3.5 KiB
3.5 KiB
CLAUDE.md
This file provides guidance to Claude Code (claude.ai/code) when working with code in this repository.
Project Overview
This is a modular document ingestion pipeline using Prefect for orchestrating ingestion from web/documentation sites (via Firecrawl) and Git repositories (via Repomix) into Weaviate vector database or Open WebUI knowledge endpoints.
Development Commands
Environment Setup
# Install dependencies using uv (required)
uv sync
# Activate virtual environment
source .venv/bin/activate
# Install repomix globally (required for repository ingestion)
npm install -g repomix
# Configure environment
cp .env.example .env
# Edit .env with your settings
Running the Application
# One-time ingestion
python -m ingest_pipeline ingest <url> --type web --storage weaviate
# Schedule recurring ingestion
python -m ingest_pipeline schedule <name> <url> --type web --storage weaviate --cron "0 2 * * *"
# Start deployment server
python -m ingest_pipeline serve
# View configuration
python -m ingest_pipeline config
Code Quality
# Run linting
uv run ruff check .
uv run ruff format .
# Type checking
uv run pyrefly check ingest_pipeline/ tests/
uv run basedpyright
uv run sourcery review ingest_pipeline/ tests/ --fix
# Install dev dependencies
uv sync --dev
Architecture
The pipeline follows a modular architecture with clear separation of concerns:
- Ingestors (
ingest_pipeline/ingestors/): Abstract base class pattern for different data sources (Firecrawl for web, Repomix for repositories) - Storage Adapters (
ingest_pipeline/storage/): Abstract base class for storage backends (Weaviate, Open WebUI) - Prefect Flows (
ingest_pipeline/flows/): Orchestration layer using Prefect for scheduling and task management - CLI (
ingest_pipeline/cli/main.py): Typer-based command interface with commands:ingest,schedule,serve,config
Key Implementation Details
Type Safety
- Strict typing enforced with no
Anytypes allowed - Modern typing syntax using
|instead ofUnion - Pydantic v2+ for all models and settings
- All models in
core/models.pyuse TypedDict for metadata and strict Pydantic models
Configuration Management
- Settings loaded from
.envfile via Pydantic Settings - Cached singleton pattern in
config/settings.pyusing@lru_cache - Environment-specific endpoints configured for local services (llm.lab, weaviate.yo, chat.lab)
Flow Orchestration
- Main ingestion flow in
flows/ingestion.pywith retry logic and task decorators - Deployment scheduling in
flows/scheduler.pysupporting both cron and interval schedules - Tasks use Prefect's
@taskdecorator with retries and tags for monitoring
Storage Backends
- Weaviate: Uses batch ingestion with configurable batch size, automatic collection creation
- Open WebUI: Direct API integration for knowledge base management
- Both inherit from abstract
BaseStorageclass ensuring consistent interface
Service Endpoints
- LLM Proxy: http://llm.lab (for embeddings and processing)
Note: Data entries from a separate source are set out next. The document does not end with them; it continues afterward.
impl RetriableCall {
    /// Creates a call in state [`CallState::Ready`] with no attempts made.
    #[must_use]
    pub fn new<F>(request: HttpRequest, schedule: RetrySchedule, on_complete: F) -> Arc<Self>
    where
        F: FnOnce(CallResult) + Send + 'static,
    {
        Arc::new(Self {
            id: CallId::next(),
            request,
            schedule,
            inner: Mutex::new(CallInner {
                phase: Phase::Ready,
                attempt_count: 0,
                epoch: 0,
                completion: Some(Box::new(on_complete)),
            }),
        })
    }

    /// Creates a call from plain request parts.
    ///
    /// # Errors
    ///
    /// Returns [`MisuseError::InvalidUrl`] if `url` is not an absolute
    /// http/https URL, or [`MisuseError::InvalidMethod`] if `method` is not a
    /// supported verb.
    pub fn from_parts<F>(
        url: &str,
        method: &str,
        headers: Option<http::HeaderMap>,
        body: Option<Vec<u8>>,
        schedule: RetrySchedule,
        on_complete: F,
    ) -> Result<Arc<Self>, MisuseError>
    where
        F: FnOnce(CallResult) + Send + 'static,
    {
        let url = HttpRequest::parse_url(url).map_err(|reason| MisuseError::InvalidUrl {
            url: url.to_string(),
            reason,
        })?;
        let method = HttpRequest::parse_method(method)
            .ok_or_else(|| MisuseError::InvalidMethod(method.to_string()))?;

        let mut request = HttpRequest::new(method, url);
        if let Some(headers) = headers {
            request = request.with_headers(headers);
        }
        request.body = body;

        Ok(Self::new(request, schedule, on_complete))
    }

    /// Returns the call's identity.
    #[must_use]
    pub const fn id(&self) -> CallId {
        self.id
    }

    /// Returns the request sent on every attempt.
    #[must_use]
    pub const fn request(&self) -> &HttpRequest {
        &self.request
    }

    /// Returns the retry schedule.
    #[must_use]
    pub const fn schedule(&self) -> &RetrySchedule {
        &self.schedule
    }

    /// Returns the number of attempts started, including the first.
    #[must_use]
    pub fn attempt_count(&self) -> u32 {
        self.lock().attempt_count
    }

    /// Returns the current state.
    #[must_use]
    pub fn state(&self) -> CallState {
        self.lock().phase.state()
    }

    /// Returns true once the call has settled.
    #[must_use]
    pub fn is_completed(&self) -> bool {
        self.state() == CallState::Completed
    }

    /// Returns true once the initial attempt and every scheduled retry have
    /// been used.
    #[must_use]
    pub fn has_reached_max_retries(&self) -> bool {
        self.lock().attempt_count >= self.schedule.max_attempts()
    }

    /// Starts the first attempt on `executor`.
    ///
    /// # Errors
    ///
    /// Returns [`MisuseError::AlreadyCompleted`] if the call has settled,
    /// [`MisuseError::NotReady`] if an attempt sequence is already running, or
    /// [`MisuseError::NoRuntime`] if called outside a tokio runtime. The call
    /// is left untouched in every case.
    pub fn start(self: &Arc<Self>, executor: Arc<dyn AttemptExecutor>) -> Result<(), MisuseError> {
        let attempt = {
            let mut inner = self.lock();
            match inner.phase {
                Phase::Ready => {}
                Phase::Completed => return Err(MisuseError::AlreadyCompleted),
                ref other => {
                    return Err(MisuseError::NotReady {
                        state: other.state(),
                    });
                }
            }
            let runtime = Handle::try_current().map_err(|_| MisuseError::NoRuntime)?;
            inner.begin_attempt(Arc::clone(&executor), runtime)
        };

        tracing::debug!(
            "Call {} starting attempt {}: {} {}",
            self.id,
            attempt.number,
            self.request.method,
            self.request.url
        );
        executor.start_attempt(Arc::clone(self), attempt);
        Ok(())
    }

    /// Records the outcome of `attempt` and moves the call on.
    ///
    /// Success and fatal errors settle the call. A recoverable error arms the
    /// retry timer if the schedule has delays left, and otherwise settles the
    /// call with [`CallError::RetriesExhausted`]. Outcomes of stale attempts
    /// are discarded.
    pub fn complete_attempt(self: &Arc<Self>, attempt: Attempt, outcome: AttemptOutcome) {
        let settlement = {
            let mut inner = self.lock();
            let epoch = inner.epoch;
            let (executor, runtime) = match &mut inner.phase {
                Phase::Dispatching {
                    executor,
                    runtime,
                    in_flight,
                } if epoch == attempt.epoch => {
                    // The reporting task is the one in flight; settling must not abort it.
                    in_flight.take();
                    (Arc::clone(executor), runtime.clone())
                }
                _ => {
                    tracing::debug!(
                        "Call {} discarding {} outcome of stale attempt {}",
                        self.id,
                        outcome.label(),
                        attempt.number
                    );
                    return;
                }
            };

            let attempts = inner.attempt_count;
            match outcome {
                AttemptOutcome::Success(response) => {
                    tracing::info!(
                        "Call {} succeeded with {} on attempt {attempts}",
                        self.id,
                        response.status
                    );
                    inner.settle(Ok(response))
                }
                AttemptOutcome::Fatal(source) => {
                    tracing::error!(
                        "Call {} failed on attempt {attempts}, not retrying: {source}",
                        self.id
                    );
                    inner.settle(Err(CallError::Fatal { attempts, source }))
                }
                AttemptOutcome::Recoverable(error) => {
                    match self.schedule.delay_after_attempt(attempts) {
                        Some(delay) => {
                            tracing::warn!(
                                "Call {} attempt {attempts} failed ({error}), retrying in {delay:?}",
                                self.id
                            );
                            let timer = self.arm_retry_timer(&runtime, delay, epoch);
                            inner.phase = Phase::WaitingToRetry {
                                executor,
                                runtime,
                                timer,
                            };
                            None
                        }
                        None => {
                            tracing::error!(
                                "Call {} giving up after {attempts} attempt(s): {error}",
                                self.id
                            );
                            inner.settle(Err(CallError::RetriesExhausted {
                                attempts,
                                last_error: error,
                            }))
                        }
                    }
                }
            }
        };

        if let Some(settlement) = settlement {
            settlement.deliver();
        }
    }

    /// Registers the abort handle of the task running `attempt`.
    ///
    /// If the attempt has already been superseded by a reset or cancellation,
    /// the task is aborted instead.
    pub fn track_in_flight(&self, attempt: Attempt, handle: AbortHandle) {
        let mut inner = self.lock();
        if inner.epoch != attempt.epoch {
            handle.abort();
            return;
        }
        if let Phase::Dispatching { in_flight, .. } = &mut inner.phase {
            *in_flight = Some(handle);
        }
    }

    /// Cancels the call.
    ///
    /// Invalidates the retry timer, aborts the in-flight attempt and settles
    /// with [`CallError::Cancelled`]. Returns `false` without doing anything
    /// if the call had already settled, so repeated calls are harmless.
    pub fn cancel(&self) -> bool {
        let settlement = {
            let mut inner = self.lock();
            if matches!(inner.phase, Phase::Completed) {
                return false;
            }
            inner.settle(Err(CallError::Cancelled))
        };

        tracing::info!("Call {} cancelled", self.id);
        if let Some(settlement) = settlement {
            settlement.deliver();
        }
        true
    }

    /// Stops the current attempt sequence and rewinds the call to
    /// [`CallState::Ready`] with the full schedule available again.
    ///
    /// The pending timer is invalidated and any in-flight attempt aborted.
    /// The completion handler is not invoked.
    ///
    /// # Errors
    ///
    /// Returns [`MisuseError::AlreadyCompleted`] if the call has settled; the
    /// call is left untouched.
    pub fn reset_retry(&self) -> Result<(), MisuseError> {
        let mut inner = self.lock();
        if matches!(inner.phase, Phase::Completed) {
            return Err(MisuseError::AlreadyCompleted);
        }

        inner.epoch = inner.epoch.wrapping_add(1);
        std::mem::replace(&mut inner.phase, Phase::Ready).retire();
        inner.attempt_count = 0;
        tracing::debug!("Call {} reset", self.id);
        Ok(())
    }

    fn arm_retry_timer(
        self: &Arc<Self>,
        runtime: &Handle,
        delay: std::time::Duration,
        epoch: u64,
    ) -> RetryTimer {
        let call = Arc::downgrade(self);
        RetryTimer::arm(runtime, delay, move || {
            if let Some(call) = call.upgrade() {
                call.retry_timer_fired(epoch);
            }
        })
    }

    fn retry_timer_fired(self: &Arc<Self>, epoch: u64) {
        let (executor, attempt) = {
            let mut inner = self.lock();
            let current = inner.epoch;
            let (executor, runtime) = match &inner.phase {
                Phase::WaitingToRetry {
                    executor, runtime, ..
                } if current == epoch => (Arc::clone(executor), runtime.clone()),
                _ => {
                    tracing::debug!("Call {} ignoring stale retry timer", self.id);
                    return;
                }
            };
            let attempt = inner.begin_attempt(Arc::clone(&executor), runtime);
            (executor, attempt)
        };

        tracing::debug!("Call {} starting attempt {}", self.id, attempt.number);
        executor.start_attempt(Arc::clone(self), attempt);
    }

    fn lock(&self) -> MutexGuard<'_, CallInner> {
        self.inner.lock().unwrap_or_else(PoisonError::into_inner)
    }
}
- Weaviate: http://weaviate.yo (vector database)
- Open WebUI: http://chat.lab (knowledge interface)
- Firecrawl: http://crawl.lab:30002 (web crawling service)
Important Constraints
- Cyclomatic complexity must remain < 15 for all functions
- Maximum file size for ingestion: 1MB
- Batch size limits: 50-500 documents
- Concurrent task limit: 5 (configurable via MAX_CONCURRENT_TASKS)
- All async operations use proper async/await patterns